Peyton Manning’s charisma jumps off the screen, he is elite at describing what he sees on the field in a way that no one else can. Eli can be a little dry, but he’s low key funny. And they have real chemistry together, as they should. They are family after all.
The thing that hooked me the most was just how invested Peyton was in the plays on the field, he really gets into the game, truly invested in the success and failure of the quarterbacks. There was a moment in week 2 when Jared Goff threw the ball to an empty patch of grass 15 yards down the field and was subsequently called for intentional grounding. You could see Goff yelling at the referee, pleading his case. Peyton surmised, probably accurately, that Goff was telling the ref that the ball was thrown to the right place and that its not his fault the receiver didn’t run the correct route. Peyton then carried on and told stories of when this type of thing would happen to him when he played for Indianapolis and Denver. I was hooked.
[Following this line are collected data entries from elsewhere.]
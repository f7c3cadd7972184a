//! HTTP request handlers.

pub mod coach;
pub mod common;
pub mod demos;
pub mod media;
pub mod uploads;

pub use coach::*;
pub use common::*;
pub use demos::*;
pub use media::*;
pub use uploads::*;
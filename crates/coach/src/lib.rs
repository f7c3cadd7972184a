//! Completion-API bridge for MyVoice Studio.
//!
//! Two fixed prompt templates go out to an OpenAI-style chat-completions
//! endpoint: a per-song vocal analysis (optionally with the audio inlined as
//! base64) and an aggregate multi-demo voice report. Responses come back as
//! free text; the report path additionally tries to parse strict JSON and
//! degrades to a structured fallback when the model ignores that
//! instruction. The degrade path is part of the contract, not an error.

pub mod error;
pub mod prompts;
pub mod report;

pub use error::{CoachError, CoachResult};
pub use report::{REPORT_PLACEHOLDER, VoiceReport};

use myvoice_core::MIN_REPORT_DEMOS;
use myvoice_core::config::CoachConfig;
use serde::{Deserialize, Serialize};

/// Sampling temperature for both prompt templates.
const TEMPERATURE: f32 = 0.7;

/// Token budget for a single-song analysis.
const ANALYSIS_MAX_TOKENS: u32 = 4000;

/// Token budget for the aggregate report.
const REPORT_MAX_TOKENS: u32 = 6000;

/// Upstream error bodies are truncated to this many characters.
const ERROR_DETAIL_LIMIT: usize = 4000;

/// Client for the chat-completions API.
pub struct VoiceCoach {
    client: reqwest::Client,
    api_key: Option<String>,
    api_base: String,
    model: String,
    audio_model: String,
}

impl VoiceCoach {
    /// Build a client from configuration.
    pub fn from_config(config: &CoachConfig) -> Self {
        let client = reqwest::Client::builder()
            .timeout(config.request_timeout())
            .build()
            .unwrap_or_else(|_| reqwest::Client::new());

        Self {
            client,
            api_key: config.api_key.clone(),
            api_base: config.api_base.trim_end_matches('/').to_string(),
            model: config.model.clone(),
            audio_model: config.audio_model.clone(),
        }
    }

    /// Produce a vocal analysis for one song.
    ///
    /// With audio the request targets the audio-capable model and inlines
    /// the base64 payload; without audio the text model gets the template
    /// prompt plus a fixed no-audio note. Returns the first completion's
    /// content verbatim.
    pub async fn analyze(
        &self,
        song_name: &str,
        audio_base64: Option<&str>,
    ) -> CoachResult<String> {
        let system = prompts::analysis_system_prompt();
        let user = prompts::analysis_user_prompt(song_name);

        let (model, messages) = match audio_base64 {
            Some(audio) => (
                self.audio_model.as_str(),
                vec![
                    ChatMessage::system(system),
                    ChatMessage::user_with_audio(user, audio.to_string()),
                ],
            ),
            None => (
                self.model.as_str(),
                vec![
                    ChatMessage::system(system),
                    ChatMessage::user(format!("{user}\n\n{}", prompts::NO_AUDIO_NOTE)),
                ],
            ),
        };

        let content = self
            .send(ChatRequest {
                model,
                messages,
                temperature: TEMPERATURE,
                max_tokens: ANALYSIS_MAX_TOKENS,
            })
            .await?;

        tracing::debug!(song_name, bytes = content.len(), "Analysis received");
        Ok(content)
    }

    /// Produce the aggregate voice report for a set of demo names.
    ///
    /// Requires at least [`MIN_REPORT_DEMOS`] names; the check runs before
    /// any outbound request. Parse failures degrade to
    /// [`VoiceReport::fallback`], never to an error.
    pub async fn report(&self, names: &[String]) -> CoachResult<VoiceReport> {
        if names.len() < MIN_REPORT_DEMOS {
            return Err(CoachError::TooFewDemos {
                required: MIN_REPORT_DEMOS,
                actual: names.len(),
            });
        }

        let content = self
            .send(ChatRequest {
                model: &self.model,
                messages: vec![
                    ChatMessage::system(prompts::report_system_prompt()),
                    ChatMessage::user(prompts::report_user_prompt(names)),
                ],
                temperature: TEMPERATURE,
                max_tokens: REPORT_MAX_TOKENS,
            })
            .await?;

        let cleaned = report::strip_code_fences(&content);
        match serde_json::from_str::<VoiceReport>(&cleaned) {
            Ok(parsed) => Ok(parsed),
            Err(e) => {
                tracing::warn!(error = %e, "Report was not valid JSON, degrading to fallback");
                Ok(VoiceReport::fallback(content))
            }
        }
    }

    /// Send one chat-completions request and extract the first choice's
    /// content. No validation of the content's structure.
    async fn send(&self, request: ChatRequest<'_>) -> CoachResult<String> {
        let api_key = self.api_key.as_deref().ok_or(CoachError::MissingApiKey)?;

        let response = self
            .client
            .post(format!("{}/chat/completions", self.api_base))
            .bearer_auth(api_key)
            .json(&request)
            .send()
            .await?;

        let status = response.status();
        if !status.is_success() {
            let body = response.text().await.unwrap_or_default();
            let detail: String = body.chars().take(ERROR_DETAIL_LIMIT).collect();
            tracing::error!(status = status.as_u16(), "Completion API error");
            return Err(CoachError::Upstream {
                status: status.as_u16(),
                detail,
            });
        }

        let completion: ChatResponse = response.json().await?;
        Ok(completion
            .choices
            .into_iter()
            .next()
            .and_then(|c| c.message.content)
            .unwrap_or_default())
    }
}

/// Chat-completions request body.
#[derive(Debug, Serialize)]
struct ChatRequest<'a> {
    model: &'a str,
    messages: Vec<ChatMessage>,
    temperature: f32,
    max_tokens: u32,
}

/// One chat message; content is either plain text or mixed parts.
#[derive(Debug, Serialize)]
struct ChatMessage {
    role: &'static str,
    content: MessageContent,
}

impl ChatMessage {
    fn system(text: String) -> Self {
        Self {
            role: "system",
            content: MessageContent::Text(text),
        }
    }

    fn user(text: String) -> Self {
        Self {
            role: "user",
            content: MessageContent::Text(text),
        }
    }

    fn user_with_audio(text: String, audio_base64: String) -> Self {
        Self {
            role: "user",
            content: MessageContent::Parts(vec![
                ContentPart::Text { text },
                ContentPart::InputAudio {
                    input_audio: InputAudio {
                        data: audio_base64,
                        format: "mp3",
                    },
                },
            ]),
        }
    }
}

#[derive(Debug, Serialize)]
#[serde(untagged)]
enum MessageContent {
    Text(String),
    Parts(Vec<ContentPart>),
}

#[derive(Debug, Serialize)]
#[serde(tag = "type", rename_all = "snake_case")]
enum ContentPart {
    Text { text: String },
    InputAudio { input_audio: InputAudio },
}

#[derive(Debug, Serialize)]
struct InputAudio {
    data: String,
    format: &'static str,
}

/// Chat-completions response body (only what we read).
#[derive(Debug, Deserialize)]
struct ChatResponse {
    #[serde(default)]
    choices: Vec<Choice>,
}

#[derive(Debug, Deserialize)]
struct Choice {
    message: ChoiceMessage,
}

#[derive(Debug, Deserialize)]
struct ChoiceMessage {
    #[serde(default)]
    content: Option<String>,
}

#[cfg(test)]
mod tests {
    use super::*;
    use httpmock::Method::POST;
    use httpmock::MockServer;
    use serde_json::json;
    use std::net::TcpListener;

    fn can_bind_localhost() -> bool {
        TcpListener::bind("127.0.0.1:0").is_ok()
    }

    fn coach_for(server: &MockServer) -> VoiceCoach {
        VoiceCoach::from_config(&CoachConfig {
            api_key: Some("test-api-key".to_string()),
            api_base: server.base_url(),
            ..CoachConfig::default()
        })
    }

    fn completion_body(content: &str) -> serde_json::Value {
        json!({ "choices": [{ "message": { "role": "assistant", "content": content } }] })
    }

    #[tokio::test]
    async fn analyze_without_audio_uses_text_model_and_note() {
        if !can_bind_localhost() {
            eprintln!("Skipping httpmock tests: cannot bind to localhost");
            return;
        }

        let server = MockServer::start();
        let mock = server.mock(|when, then| {
            when.method(POST)
                .path("/chat/completions")
                .header("authorization", "Bearer test-api-key")
                .body_contains("\"model\":\"gpt-4o\"")
                .body_contains("No audio was provided");
            then.status(200).json_body(completion_body("solid mid-range"));
        });

        let coach = coach_for(&server);
        let analysis = coach.analyze("Late Night Demo", None).await.unwrap();

        mock.assert();
        assert_eq!(analysis, "solid mid-range");
    }

    #[tokio::test]
    async fn analyze_with_audio_uses_audio_model_and_inline_payload() {
        if !can_bind_localhost() {
            eprintln!("Skipping httpmock tests: cannot bind to localhost");
            return;
        }

        let server = MockServer::start();
        let mock = server.mock(|when, then| {
            when.method(POST)
                .path("/chat/completions")
                .body_contains("\"model\":\"gpt-4o-audio-preview\"")
                .body_contains("\"input_audio\"")
                .body_contains("\"format\":\"mp3\"")
                .body_contains("QUJD");
            then.status(200).json_body(completion_body("breathy tone"));
        });

        let coach = coach_for(&server);
        let analysis = coach
            .analyze("Late Night Demo", Some("QUJD"))
            .await
            .unwrap();

        mock.assert();
        assert_eq!(analysis, "breathy tone");
    }

    #[tokio::test]
    async fn analyze_surfaces_upstream_status_and_truncated_body() {
        if !can_bind_localhost() {
            eprintln!("Skipping httpmock tests: cannot bind to localhost");
            return;
        }

        let server = MockServer::start();
        server.mock(|when, then| {
            when.method(POST).path("/chat/completions");
            then.status(429).body("x".repeat(5000));
        });

        let coach = coach_for(&server);
        match coach.analyze("Song", None).await {
            Err(CoachError::Upstream { status, detail }) => {
                assert_eq!(status, 429);
                assert_eq!(detail.len(), ERROR_DETAIL_LIMIT);
            }
            other => panic!("expected Upstream error, got {other:?}"),
        }
    }

    #[tokio::test]
    async fn analyze_without_api_key_fails_before_sending() {
        if !can_bind_localhost() {
            eprintln!("Skipping httpmock tests: cannot bind to localhost");
            return;
        }

        let server = MockServer::start();
        let mock = server.mock(|when, then| {
            when.method(POST).path("/chat/completions");
            then.status(200).json_body(completion_body("unused"));
        });

        let coach = VoiceCoach::from_config(&CoachConfig {
            api_key: None,
            api_base: server.base_url(),
            ..CoachConfig::default()
        });

        assert!(matches!(
            coach.analyze("Song", None).await,
            Err(CoachError::MissingApiKey)
        ));
        assert_eq!(mock.hits(), 0);
    }

    #[tokio::test]
    async fn report_parses_fenced_json() {
        if !can_bind_localhost() {
            eprintln!("Skipping httpmock tests: cannot bind to localhost");
            return;
        }

        let server = MockServer::start();
        let fenced = format!(
            "```json\n{}\n```",
            json!({
                "talent": "promising",
                "genre": "indie-folk",
                "directionGo": "acoustic pop",
                "directionAvoid": "metal",
                "similar": "Phoebe Bridgers",
                "strengths": "phrasing",
                "weaknesses": "breath support",
                "exercises": "lip trills"
            })
        );
        server.mock(|when, then| {
            when.method(POST)
                .path("/chat/completions")
                .body_contains("\"max_tokens\":6000");
            then.status(200).json_body(completion_body(&fenced));
        });

        let coach = coach_for(&server);
        let names = vec!["a".to_string(), "b".to_string(), "c".to_string()];
        let report = coach.report(&names).await.unwrap();

        assert_eq!(report.talent, "promising");
        assert_eq!(report.direction_go, "acoustic pop");
        assert_eq!(report.exercises, "lip trills");
    }

    #[tokio::test]
    async fn report_degrades_to_fallback_on_non_json() {
        if !can_bind_localhost() {
            eprintln!("Skipping httpmock tests: cannot bind to localhost");
            return;
        }

        let server = MockServer::start();
        server.mock(|when, then| {
            when.method(POST).path("/chat/completions");
            then.status(200)
                .json_body(completion_body("Here is my assessment in prose."));
        });

        let coach = coach_for(&server);
        let names = vec!["a".to_string(), "b".to_string(), "c".to_string()];
        let report = coach.report(&names).await.unwrap();

        assert_eq!(report.talent, "Here is my assessment in prose.");
        assert_eq!(report.genre, REPORT_PLACEHOLDER);
        assert_eq!(report.direction_go, REPORT_PLACEHOLDER);
        assert_eq!(report.exercises, REPORT_PLACEHOLDER);
    }

    #[tokio::test]
    async fn report_requires_three_demos_before_any_request() {
        if !can_bind_localhost() {
            eprintln!("Skipping httpmock tests: cannot bind to localhost");
            return;
        }

        let server = MockServer::start();
        let mock = server.mock(|when, then| {
            when.method(POST).path("/chat/completions");
            then.status(200).json_body(completion_body("unused"));
        });

        let coach = coach_for(&server);
        let names = vec!["a".to_string(), "b".to_string()];
        match coach.report(&names).await {
            Err(CoachError::TooFewDemos { required, actual }) => {
                assert_eq!(required, 3);
                assert_eq!(actual, 2);
            }
            other => panic!("expected TooFewDemos, got {other:?}"),
        }
        assert_eq!(mock.hits(), 0);
    }
}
I realized that I was far more invested in week 1 as a stand alone football game, I’m from Baltimore, I have a lot of love for the Ravens. Being invested in the game itself doesn’t lend as much flexibility. As a fan, you to want to hear about anything else but the action on the field. However, when watching two teams that I have no personal interest in, the Manning broadcast took on this new life. It created a level of interest for me as a REAL football fan that I otherwise would not have had. I still would’ve watched the game had the alternate not been available, but with the Manning breakdown of each play, I was watching an otherwise meaningless game on the edge of my seat. I felt like I had a front row view to a football clinic, held by two of the most accomplished players in league history.
Personally, I could live without the guests. I am not as entertained by the back and forth with Rob Gronksowski or Pat McAfee as it seems the majority of social media is, but the Manningcast does a brilliant job of bridging the gap between the hardcore football fan and the casual observer. It’s an absolute hit and I’ll be locked in for the next one.